■ **WHAT IS BEING ASKED**: Which lines below hold the word "display"? Copy all of them.

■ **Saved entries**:
□ □ □ □ □
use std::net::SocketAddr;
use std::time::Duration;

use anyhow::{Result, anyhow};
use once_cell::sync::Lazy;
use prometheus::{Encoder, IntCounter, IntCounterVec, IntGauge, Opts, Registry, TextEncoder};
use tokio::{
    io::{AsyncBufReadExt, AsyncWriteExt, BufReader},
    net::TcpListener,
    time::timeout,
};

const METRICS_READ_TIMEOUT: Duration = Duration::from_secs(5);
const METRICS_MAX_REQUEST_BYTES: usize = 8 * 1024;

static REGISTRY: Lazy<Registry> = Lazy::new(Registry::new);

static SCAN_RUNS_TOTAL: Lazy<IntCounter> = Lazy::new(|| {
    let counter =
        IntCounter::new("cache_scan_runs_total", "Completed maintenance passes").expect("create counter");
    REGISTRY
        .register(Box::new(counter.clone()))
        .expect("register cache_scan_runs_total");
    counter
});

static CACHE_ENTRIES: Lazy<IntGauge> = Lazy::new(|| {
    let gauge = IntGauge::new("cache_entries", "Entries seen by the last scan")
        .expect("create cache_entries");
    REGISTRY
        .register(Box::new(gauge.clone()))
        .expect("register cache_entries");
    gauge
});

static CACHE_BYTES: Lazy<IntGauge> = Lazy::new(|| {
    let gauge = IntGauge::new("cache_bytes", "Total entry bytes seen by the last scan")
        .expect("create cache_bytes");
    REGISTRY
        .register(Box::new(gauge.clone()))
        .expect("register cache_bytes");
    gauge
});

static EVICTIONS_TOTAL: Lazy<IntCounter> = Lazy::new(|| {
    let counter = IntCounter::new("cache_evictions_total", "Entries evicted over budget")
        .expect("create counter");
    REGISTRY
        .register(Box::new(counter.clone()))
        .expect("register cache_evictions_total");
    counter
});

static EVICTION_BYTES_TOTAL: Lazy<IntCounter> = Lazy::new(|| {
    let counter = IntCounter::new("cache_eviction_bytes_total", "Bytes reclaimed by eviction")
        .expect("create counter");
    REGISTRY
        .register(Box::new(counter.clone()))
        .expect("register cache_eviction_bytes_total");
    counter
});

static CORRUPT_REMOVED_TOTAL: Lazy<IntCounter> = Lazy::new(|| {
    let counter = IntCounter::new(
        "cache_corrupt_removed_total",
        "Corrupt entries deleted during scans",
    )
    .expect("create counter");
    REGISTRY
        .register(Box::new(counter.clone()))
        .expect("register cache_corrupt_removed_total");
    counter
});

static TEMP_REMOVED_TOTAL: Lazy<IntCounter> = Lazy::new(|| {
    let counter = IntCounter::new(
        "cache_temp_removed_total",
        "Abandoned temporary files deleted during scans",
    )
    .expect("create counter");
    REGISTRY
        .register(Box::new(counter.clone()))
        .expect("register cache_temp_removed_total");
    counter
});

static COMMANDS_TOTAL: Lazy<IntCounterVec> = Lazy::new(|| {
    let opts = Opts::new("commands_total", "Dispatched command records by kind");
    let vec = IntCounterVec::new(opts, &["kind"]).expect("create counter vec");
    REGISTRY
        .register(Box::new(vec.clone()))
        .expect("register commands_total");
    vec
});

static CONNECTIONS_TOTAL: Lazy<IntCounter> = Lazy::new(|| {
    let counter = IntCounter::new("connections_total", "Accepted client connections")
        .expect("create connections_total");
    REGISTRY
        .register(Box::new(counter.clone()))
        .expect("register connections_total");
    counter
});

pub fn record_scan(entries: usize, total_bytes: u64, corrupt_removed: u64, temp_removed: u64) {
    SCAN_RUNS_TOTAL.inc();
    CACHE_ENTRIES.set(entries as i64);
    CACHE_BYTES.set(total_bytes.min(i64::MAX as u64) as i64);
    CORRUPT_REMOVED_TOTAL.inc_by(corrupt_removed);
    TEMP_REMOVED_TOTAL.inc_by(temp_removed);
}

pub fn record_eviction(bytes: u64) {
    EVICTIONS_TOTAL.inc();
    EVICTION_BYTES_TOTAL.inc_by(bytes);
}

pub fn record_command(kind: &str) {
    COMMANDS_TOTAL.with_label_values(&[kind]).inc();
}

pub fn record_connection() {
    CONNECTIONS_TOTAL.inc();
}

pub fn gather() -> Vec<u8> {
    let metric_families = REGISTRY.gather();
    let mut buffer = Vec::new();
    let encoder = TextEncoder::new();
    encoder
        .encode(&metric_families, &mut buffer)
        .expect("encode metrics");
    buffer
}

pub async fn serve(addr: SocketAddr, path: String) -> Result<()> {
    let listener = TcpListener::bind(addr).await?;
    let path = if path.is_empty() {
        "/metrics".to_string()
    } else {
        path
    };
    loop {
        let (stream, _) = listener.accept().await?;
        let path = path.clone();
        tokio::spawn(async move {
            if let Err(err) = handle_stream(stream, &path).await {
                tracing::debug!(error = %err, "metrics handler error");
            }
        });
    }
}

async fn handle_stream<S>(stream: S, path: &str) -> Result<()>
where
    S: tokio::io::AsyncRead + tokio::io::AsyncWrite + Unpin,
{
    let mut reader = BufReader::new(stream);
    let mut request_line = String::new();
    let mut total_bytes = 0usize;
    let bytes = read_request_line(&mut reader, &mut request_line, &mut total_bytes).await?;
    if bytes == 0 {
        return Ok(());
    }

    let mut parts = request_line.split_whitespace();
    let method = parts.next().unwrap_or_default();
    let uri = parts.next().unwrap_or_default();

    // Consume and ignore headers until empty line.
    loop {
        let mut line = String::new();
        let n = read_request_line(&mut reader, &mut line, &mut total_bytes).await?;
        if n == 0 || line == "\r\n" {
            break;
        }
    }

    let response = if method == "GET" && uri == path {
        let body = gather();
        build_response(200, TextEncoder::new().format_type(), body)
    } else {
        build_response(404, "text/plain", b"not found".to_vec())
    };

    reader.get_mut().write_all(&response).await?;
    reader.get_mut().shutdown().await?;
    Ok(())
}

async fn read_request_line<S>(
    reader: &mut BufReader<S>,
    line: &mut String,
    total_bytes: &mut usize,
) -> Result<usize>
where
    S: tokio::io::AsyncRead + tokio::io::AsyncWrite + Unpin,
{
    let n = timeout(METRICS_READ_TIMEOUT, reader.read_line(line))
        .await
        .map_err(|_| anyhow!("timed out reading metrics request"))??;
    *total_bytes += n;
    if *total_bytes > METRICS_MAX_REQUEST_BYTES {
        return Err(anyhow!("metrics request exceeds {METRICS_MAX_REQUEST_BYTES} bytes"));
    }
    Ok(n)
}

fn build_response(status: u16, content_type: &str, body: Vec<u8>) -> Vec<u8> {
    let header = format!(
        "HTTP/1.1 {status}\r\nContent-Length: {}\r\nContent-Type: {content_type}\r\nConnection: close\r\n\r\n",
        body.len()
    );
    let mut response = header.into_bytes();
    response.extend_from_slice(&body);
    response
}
□ □ □ □ □
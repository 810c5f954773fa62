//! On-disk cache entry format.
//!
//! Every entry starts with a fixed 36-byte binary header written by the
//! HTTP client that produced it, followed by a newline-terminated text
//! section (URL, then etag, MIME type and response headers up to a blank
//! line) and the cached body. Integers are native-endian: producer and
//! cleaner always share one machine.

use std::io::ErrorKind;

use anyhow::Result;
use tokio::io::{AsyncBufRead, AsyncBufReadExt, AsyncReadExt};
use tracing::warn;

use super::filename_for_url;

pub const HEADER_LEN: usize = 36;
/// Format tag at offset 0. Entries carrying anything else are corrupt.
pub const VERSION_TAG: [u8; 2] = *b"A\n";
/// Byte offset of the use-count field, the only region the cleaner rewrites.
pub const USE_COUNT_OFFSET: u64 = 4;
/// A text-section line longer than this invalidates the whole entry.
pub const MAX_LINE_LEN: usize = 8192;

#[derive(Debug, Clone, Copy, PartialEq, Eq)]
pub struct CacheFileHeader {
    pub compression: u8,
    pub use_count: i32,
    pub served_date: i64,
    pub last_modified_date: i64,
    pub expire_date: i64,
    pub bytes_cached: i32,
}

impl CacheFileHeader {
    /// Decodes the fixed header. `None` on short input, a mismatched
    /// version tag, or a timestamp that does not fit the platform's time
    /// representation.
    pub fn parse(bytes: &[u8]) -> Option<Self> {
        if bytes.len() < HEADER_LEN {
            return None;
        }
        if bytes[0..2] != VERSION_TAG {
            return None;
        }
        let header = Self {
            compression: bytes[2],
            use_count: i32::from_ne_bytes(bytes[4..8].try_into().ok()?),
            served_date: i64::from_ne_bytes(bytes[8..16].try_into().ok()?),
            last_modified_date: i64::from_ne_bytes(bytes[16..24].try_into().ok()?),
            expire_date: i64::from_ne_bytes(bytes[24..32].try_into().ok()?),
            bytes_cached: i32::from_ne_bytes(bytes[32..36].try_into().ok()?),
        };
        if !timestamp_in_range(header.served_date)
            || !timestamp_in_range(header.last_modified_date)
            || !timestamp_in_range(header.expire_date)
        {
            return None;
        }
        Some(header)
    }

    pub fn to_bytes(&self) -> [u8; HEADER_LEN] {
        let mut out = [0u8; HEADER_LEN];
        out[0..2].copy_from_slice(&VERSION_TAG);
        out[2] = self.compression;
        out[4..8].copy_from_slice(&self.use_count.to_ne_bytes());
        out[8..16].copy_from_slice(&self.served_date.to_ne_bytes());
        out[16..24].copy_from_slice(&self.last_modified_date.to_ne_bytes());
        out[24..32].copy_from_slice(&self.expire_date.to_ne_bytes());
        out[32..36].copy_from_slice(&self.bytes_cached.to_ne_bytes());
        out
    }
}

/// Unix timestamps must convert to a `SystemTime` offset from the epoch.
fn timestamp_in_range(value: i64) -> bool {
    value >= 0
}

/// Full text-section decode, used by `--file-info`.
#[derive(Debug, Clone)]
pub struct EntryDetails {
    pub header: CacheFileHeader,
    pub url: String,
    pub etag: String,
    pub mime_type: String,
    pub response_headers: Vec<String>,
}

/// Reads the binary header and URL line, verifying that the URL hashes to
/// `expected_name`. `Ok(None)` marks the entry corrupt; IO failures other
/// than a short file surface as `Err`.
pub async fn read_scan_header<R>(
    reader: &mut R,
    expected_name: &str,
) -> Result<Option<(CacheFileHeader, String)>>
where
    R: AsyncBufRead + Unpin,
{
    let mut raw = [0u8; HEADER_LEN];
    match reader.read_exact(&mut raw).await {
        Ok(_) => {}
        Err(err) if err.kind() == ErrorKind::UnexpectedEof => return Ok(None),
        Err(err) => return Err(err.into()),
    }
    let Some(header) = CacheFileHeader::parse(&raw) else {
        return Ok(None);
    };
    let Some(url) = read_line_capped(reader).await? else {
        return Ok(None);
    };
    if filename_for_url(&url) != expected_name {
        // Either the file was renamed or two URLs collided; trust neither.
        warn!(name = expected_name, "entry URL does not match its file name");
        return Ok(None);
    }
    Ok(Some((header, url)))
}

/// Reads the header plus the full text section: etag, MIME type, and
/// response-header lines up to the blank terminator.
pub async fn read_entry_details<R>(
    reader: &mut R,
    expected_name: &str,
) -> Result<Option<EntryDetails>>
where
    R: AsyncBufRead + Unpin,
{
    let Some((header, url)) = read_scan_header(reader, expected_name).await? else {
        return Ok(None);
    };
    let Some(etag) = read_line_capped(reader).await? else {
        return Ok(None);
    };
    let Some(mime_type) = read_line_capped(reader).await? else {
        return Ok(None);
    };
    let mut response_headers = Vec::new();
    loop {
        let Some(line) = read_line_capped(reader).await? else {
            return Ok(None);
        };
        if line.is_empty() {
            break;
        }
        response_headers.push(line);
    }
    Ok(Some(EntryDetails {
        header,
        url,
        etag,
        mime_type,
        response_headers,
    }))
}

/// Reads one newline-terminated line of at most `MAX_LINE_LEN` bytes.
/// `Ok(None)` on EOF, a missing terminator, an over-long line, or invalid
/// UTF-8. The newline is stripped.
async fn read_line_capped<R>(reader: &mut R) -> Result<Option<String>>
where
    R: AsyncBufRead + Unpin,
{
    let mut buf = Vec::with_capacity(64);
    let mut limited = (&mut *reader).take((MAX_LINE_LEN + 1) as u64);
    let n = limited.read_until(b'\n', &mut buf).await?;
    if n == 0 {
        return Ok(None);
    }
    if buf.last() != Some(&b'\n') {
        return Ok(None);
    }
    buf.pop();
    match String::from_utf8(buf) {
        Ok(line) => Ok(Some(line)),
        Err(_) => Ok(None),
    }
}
□ □ □ □ □
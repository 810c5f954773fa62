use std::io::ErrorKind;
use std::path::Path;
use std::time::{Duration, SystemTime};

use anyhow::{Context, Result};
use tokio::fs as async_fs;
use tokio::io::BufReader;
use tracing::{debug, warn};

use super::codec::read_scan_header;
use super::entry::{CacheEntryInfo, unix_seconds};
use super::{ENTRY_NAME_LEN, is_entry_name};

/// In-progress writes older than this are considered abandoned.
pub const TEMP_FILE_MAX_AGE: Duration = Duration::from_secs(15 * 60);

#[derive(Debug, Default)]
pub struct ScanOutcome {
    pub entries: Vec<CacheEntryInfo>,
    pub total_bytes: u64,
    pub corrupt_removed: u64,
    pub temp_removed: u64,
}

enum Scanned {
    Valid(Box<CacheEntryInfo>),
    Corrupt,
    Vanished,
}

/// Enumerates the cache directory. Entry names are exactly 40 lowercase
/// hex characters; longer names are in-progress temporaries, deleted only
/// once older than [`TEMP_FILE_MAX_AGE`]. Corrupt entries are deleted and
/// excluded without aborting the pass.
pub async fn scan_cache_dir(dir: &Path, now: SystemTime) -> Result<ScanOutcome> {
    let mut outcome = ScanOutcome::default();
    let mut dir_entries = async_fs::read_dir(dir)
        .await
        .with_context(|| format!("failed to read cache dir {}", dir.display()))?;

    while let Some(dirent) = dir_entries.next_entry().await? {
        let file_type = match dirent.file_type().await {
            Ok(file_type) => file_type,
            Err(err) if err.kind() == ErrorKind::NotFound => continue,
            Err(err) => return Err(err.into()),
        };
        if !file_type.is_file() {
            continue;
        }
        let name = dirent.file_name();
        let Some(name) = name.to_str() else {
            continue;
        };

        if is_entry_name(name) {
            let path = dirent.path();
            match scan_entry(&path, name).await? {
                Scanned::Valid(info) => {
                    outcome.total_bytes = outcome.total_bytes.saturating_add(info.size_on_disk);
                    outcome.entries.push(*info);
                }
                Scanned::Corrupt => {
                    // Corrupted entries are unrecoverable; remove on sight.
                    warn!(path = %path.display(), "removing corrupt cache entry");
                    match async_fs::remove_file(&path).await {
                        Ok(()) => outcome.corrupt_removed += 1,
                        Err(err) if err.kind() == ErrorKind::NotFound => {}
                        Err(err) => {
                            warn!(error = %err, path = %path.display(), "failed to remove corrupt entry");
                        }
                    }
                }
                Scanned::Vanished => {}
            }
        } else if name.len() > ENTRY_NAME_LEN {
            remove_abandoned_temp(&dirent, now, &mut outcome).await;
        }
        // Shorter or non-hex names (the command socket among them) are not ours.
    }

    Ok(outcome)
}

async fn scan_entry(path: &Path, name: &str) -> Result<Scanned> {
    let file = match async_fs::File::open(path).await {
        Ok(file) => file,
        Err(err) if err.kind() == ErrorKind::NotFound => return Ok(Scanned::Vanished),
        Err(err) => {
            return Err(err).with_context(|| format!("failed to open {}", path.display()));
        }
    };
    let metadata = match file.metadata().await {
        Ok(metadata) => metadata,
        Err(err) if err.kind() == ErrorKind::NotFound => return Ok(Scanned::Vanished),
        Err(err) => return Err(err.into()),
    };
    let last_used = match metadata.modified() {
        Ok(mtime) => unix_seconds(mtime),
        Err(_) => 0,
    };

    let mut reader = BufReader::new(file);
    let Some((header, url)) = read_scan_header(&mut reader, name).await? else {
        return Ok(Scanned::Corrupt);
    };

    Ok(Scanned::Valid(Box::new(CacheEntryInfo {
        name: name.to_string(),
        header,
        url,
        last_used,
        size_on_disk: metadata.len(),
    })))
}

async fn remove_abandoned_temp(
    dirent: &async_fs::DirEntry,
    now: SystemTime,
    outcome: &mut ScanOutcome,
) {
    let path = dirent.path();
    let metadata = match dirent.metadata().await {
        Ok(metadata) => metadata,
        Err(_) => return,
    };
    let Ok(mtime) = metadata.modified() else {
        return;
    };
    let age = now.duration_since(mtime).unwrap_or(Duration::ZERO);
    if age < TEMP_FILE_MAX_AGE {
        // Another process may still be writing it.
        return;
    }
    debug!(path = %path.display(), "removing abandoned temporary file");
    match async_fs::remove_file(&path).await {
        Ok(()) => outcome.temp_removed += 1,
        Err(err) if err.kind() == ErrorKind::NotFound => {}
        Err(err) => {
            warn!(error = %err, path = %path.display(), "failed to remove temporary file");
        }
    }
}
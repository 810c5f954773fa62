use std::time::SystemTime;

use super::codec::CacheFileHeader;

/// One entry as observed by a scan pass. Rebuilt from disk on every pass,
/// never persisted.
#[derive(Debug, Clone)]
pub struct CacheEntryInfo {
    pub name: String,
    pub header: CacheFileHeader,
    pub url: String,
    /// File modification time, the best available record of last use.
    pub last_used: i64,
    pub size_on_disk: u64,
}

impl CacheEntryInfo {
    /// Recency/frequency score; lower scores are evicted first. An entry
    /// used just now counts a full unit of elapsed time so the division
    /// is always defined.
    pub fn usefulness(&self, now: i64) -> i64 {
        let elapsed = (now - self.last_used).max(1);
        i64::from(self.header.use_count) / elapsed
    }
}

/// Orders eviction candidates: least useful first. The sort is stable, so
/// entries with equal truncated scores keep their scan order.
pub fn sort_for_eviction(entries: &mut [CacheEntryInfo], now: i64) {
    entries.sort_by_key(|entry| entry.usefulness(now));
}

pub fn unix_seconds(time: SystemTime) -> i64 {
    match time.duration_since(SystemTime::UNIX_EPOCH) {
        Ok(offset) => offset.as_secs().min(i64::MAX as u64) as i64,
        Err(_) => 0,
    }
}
□ □ □ □ □
■ **RESPONSE BOX**:
        .with_context(|| format!("failed to read cache dir {}", dir.display()))?;
                    warn!(path = %path.display(), "removing corrupt cache entry");
                            warn!(error = %err, path = %path.display(), "failed to remove corrupt entry");
            return Err(err).with_context(|| format!("failed to open {}", path.display()));
    debug!(path = %path.display(), "removing abandoned temporary file");
            warn!(error = %err, path = %path.display(), "failed to remove temporary file");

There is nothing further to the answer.